Он развернулся, и увидел… Ангела, облаченного в сверкающие вороненые доспехи. Мощные взмахи огромных черных крыльев удерживали его в полуметре над круглой площадкой на вершине телебашни, где едва удавалось разместиться одному. Безмерно удивленный Музыкант пребывал в растерянности, но чуть раскосые глаза стального цвета и поседевшие кудри отчего-то казались Ему странно знакомыми. С великим трудом Он узнал в воинственном посланце небес Бродягу, встреченного Музыкантом в Городских подземельях. Метаморфоза, произошедшая с ним, была величественна и чудесна, и ожившему покойнику вдруг стало стыдно.

– Не нужно стыдиться, Антоний! – все с той же мягкостью сказал Ангел. – Признаться, я и сам никогда не слушал чужих советов. Жаль, что за все приходиться платить… Но так быть и должно.

Одолев смущение, Музыкант ответил:

– Я почему-то не удивлен увидеть вас здесь…

Ангел ухмыльнулся краями губ.

– Я Тебя тоже, парень... Внимательно посмотри вокруг – на место, послужившее Тебе колыбелью, и ставшее могилой.
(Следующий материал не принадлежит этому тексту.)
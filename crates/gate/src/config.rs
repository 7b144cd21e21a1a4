use serde::{Deserialize, Serialize};

#[derive(Debug, Clone, Serialize, Deserialize)]
pub struct GateConfig {
    /// Open reservations older than this count as abandoned and are
    /// dropped by the next expiry sweep
    pub reservation_ttl_secs: i64,
}

impl Default for GateConfig {
    fn default() -> Self {
        Self {
            reservation_ttl_secs: 300,
        }
    }
}
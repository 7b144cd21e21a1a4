use thiserror::Error;

#[derive(Debug, Error, Clone, PartialEq, Eq)]
pub enum DetectError {
    #[error("Insufficient data: window holds {actual} samples, {required} required")]
    InsufficientData { required: usize, actual: usize },
}

pub type DetectResult<T> = std::result::Result<T, DetectError>;
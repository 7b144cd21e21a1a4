use thiserror::Error;

#[derive(Debug, Error, Clone, PartialEq, Eq)]
pub enum RiskError {
    #[error("Unknown strategy: {0}")]
    UnknownStrategy(String),
}

pub type RiskResult<T> = std::result::Result<T, RiskError>;
use std::sync::RwLock;
use std::sync::atomic::{AtomicBool, Ordering};

use dashmap::DashMap;
use log::{error, info, warn};
use proteus_core::{StrategyId, Timestamp};
use serde::{Deserialize, Serialize};

#[derive(Debug, Clone, Serialize, Deserialize)]
pub struct HaltInfo {
    pub reason: String,
    pub at: Timestamp,
}

/// Tracks per-strategy halts and the portfolio-wide emergency stop.
///
/// A halted strategy keeps its positions and history but fails order
/// validation until resumed. The emergency stop overrides everything
/// and requires an explicit `resume_all`.
#[derive(Debug, Default)]
pub struct HaltRegistry {
    halted: DashMap<StrategyId, HaltInfo>,
    emergency: AtomicBool,
    emergency_info: RwLock<Option<HaltInfo>>,
}

impl HaltRegistry {
    pub fn new() -> Self {
        Self::default()
    }

    pub fn halt(&self, strategy_id: &str, reason: impl Into<String>, at: Timestamp) {
        let reason = reason.into();
        error!("[RISK] Trading halted for {strategy_id}: {reason}");
        self.halted.insert(
            strategy_id.to_string(),
            HaltInfo { reason, at },
        );
    }

    /// Returns false when the strategy was not halted.
    pub fn resume(&self, strategy_id: &str) -> bool {
        let removed = self.halted.remove(strategy_id).is_some();
        if removed {
            info!("[RISK] Trading resumed for {strategy_id}");
        } else {
            warn!("[RISK] Resume requested for {strategy_id} but it was not halted");
        }
        removed
    }

    pub fn is_halted(&self, strategy_id: &str) -> bool {
        self.halted.contains_key(strategy_id)
    }

    pub fn halt_info(&self, strategy_id: &str) -> Option<HaltInfo> {
        self.halted.get(strategy_id).map(|e| e.value().clone())
    }

    pub fn halted(&self) -> Vec<(StrategyId, HaltInfo)> {
        self.halted
            .iter()
            .map(|e| (e.key().clone(), e.value().clone()))
            .collect()
    }

    pub fn emergency_stop(&self, reason: impl Into<String>, at: Timestamp) {
        let reason = reason.into();
        error!("[RISK] EMERGENCY STOP: {reason}");
        self.emergency.store(true, Ordering::SeqCst);
        let mut info = self
            .emergency_info
            .write()
            .unwrap_or_else(|e| e.into_inner());
        *info = Some(HaltInfo { reason, at });
    }

    /// Clears the emergency stop and every per-strategy halt.
    pub fn resume_all(&self) {
        info!("[RISK] Emergency stop cleared, all strategies resumed");
        self.emergency.store(false, Ordering::SeqCst);
        let mut info = self
            .emergency_info
            .write()
            .unwrap_or_else(|e| e.into_inner());
        *info = None;
        self.halted.clear();
    }

    pub fn is_emergency_stopped(&self) -> bool {
        self.emergency.load(Ordering::SeqCst)
    }

    pub fn emergency_info(&self) -> Option<HaltInfo> {
        self.emergency_info
            .read()
            .unwrap_or_else(|e| e.into_inner())
            .clone()
    }
}

#[cfg(test)]
mod tests {
    use super::*;
    use chrono::{TimeZone, Utc};

    fn t0() -> Timestamp {
        Utc.with_ymd_and_hms(2024, 3, 1, 12, 0, 0).unwrap()
    }

    #[test]
    fn test_halt_and_resume() {
        let registry = HaltRegistry::new();
        assert!(!registry.is_halted("strat-1"));

        registry.halt("strat-1", "drawdown limit breached", t0());
        assert!(registry.is_halted("strat-1"));
        assert!(!registry.is_halted("strat-2"));

        let info = registry.halt_info("strat-1").unwrap();
        assert_eq!(info.reason, "drawdown limit breached");
        assert_eq!(info.at, t0());

        assert!(registry.resume("strat-1"));
        assert!(!registry.is_halted("strat-1"));
        assert!(!registry.resume("strat-1"));
    }

    #[test]
    fn test_emergency_stop_overrides() {
        let registry = HaltRegistry::new();
        registry.halt("strat-1", "daily loss", t0());
        registry.emergency_stop("portfolio VaR breach", t0());

        assert!(registry.is_emergency_stopped());
        assert_eq!(
            registry.emergency_info().unwrap().reason,
            "portfolio VaR breach"
        );

        registry.resume_all();
        assert!(!registry.is_emergency_stopped());
        assert!(registry.emergency_info().is_none());
        assert!(!registry.is_halted("strat-1"));
    }

    #[test]
    fn test_halted_listing() {
        let registry = HaltRegistry::new();
        registry.halt("a", "x", t0());
        registry.halt("b", "y", t0());
        let mut names: Vec<String> = registry.halted().into_iter().map(|(id, _)| id).collect();
        names.sort();
        assert_eq!(names, vec!["a".to_string(), "b".to_string()]);
    }
}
Здесь Ты познал горе и радость, любовь и разлуку, жизнь и смерть. Здесь Ты посвятил себя Музыке – она же и стала Твоим проводником. Возможно, это не самое красивое место на земле, но все же смотри на этот Город с благодарностью… Ты покидаешь его, и уже не вернешься назад.

Музыкант обвел долгим взглядом свой покрытый туманом запыленный дом. Круглая площадь и Большой парк, собор св. Роха, клуб «Crimson», и еще десятки мест, твердо укрепившихся в памяти, и служивших некогда источником радости и печали. Он увидел первых работяг, сонно ковыляющих на трамвайную остановку, и желтый, похожий на длинную каракатицу трамвай, ползущий людям навстречу. Затем раздался одинокий вороний крик, а следом за ним, как за сигналом, одна за другой стали распахиваться двери подъездов – на Город обрушилось новое утро. При виде этого до боли знакомого пейзажа сердце Музыкант сжалось, и чтобы отогнать невеселые мысли, Он спросил Ангела:

– Как же я полечу – ведь у меня нету тех огромных штук, что машут за вашей спиной?
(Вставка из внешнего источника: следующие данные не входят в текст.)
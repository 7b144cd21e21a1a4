//! Proteus Core Domain
//!
//! Pure domain types for the Proteus adaptive strategy engine.
//! This crate contains no async, no I/O, and is 100% unit testable.

pub mod market;
pub mod orders;
pub mod position;
pub mod values;

// Re-export commonly used types at crate root
pub use market::{MarketEvent, MarketSample, SampleWindow, Timeframe};
pub use orders::{Fill, OrderProposal, ProposalId, Side};
pub use position::{FillApplication, StrategyPosition};
pub use values::{AssetId, Price, Quantity, StrategyId, Timestamp};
– Вот и ответ на Твой вопрос, – сказал Ангел, протягивая Музыканту Его флейту, подобранную на замерзшем асфальте. – Играй…

Тот неуверенно поднес свой инструмент к губам. Ему хотелось сыграть что-то торжественное, боевое, сообразное обстановке, но в итоге зазвучала чистая, словно облако, мелодия «Agnus Dei». Не успел Музыкант доиграть ее и до половины, как что-то странное стало происходить с Его телом: плечевые кости затрещали, а затем, разрывая плоть и ткань, наружу выбились крылья. Они были намного меньше, чем у Ангела, зато наполовину прозрачными. Каждое их перышко казалось настолько легким и воздушным, словно состояло из нот, живущих внутри самой Музыки.

Первый луч солнца брызнул из-за горизонта, и, пробившись сквозь бастионы туч, упал Ему на грудь. Музыкант озарился легким и счастливым смехом.

– Побереги дыхание, Антоний, – строго сказал Ангел, но и его уста улыбались. – Путь будет долгим.

– А куда же мы летим, мистер… Ангел?

– Меня зовут Аббадониэль, – был ответ. – Я Ангел раздо… Впрочем нет, просто Аббадониэль.

Ангел с надеждой посмотрел на Восток, туда, где всходило солнце, и с трепетом произнес:

– Наконец-то мы летим домой.

И два крылатых создания медленно и величаво, словно пара диковинных птиц, отделились от вершины городской телебашни и направились к горизонту, постепенно превращаясь в плывущие по небу точки.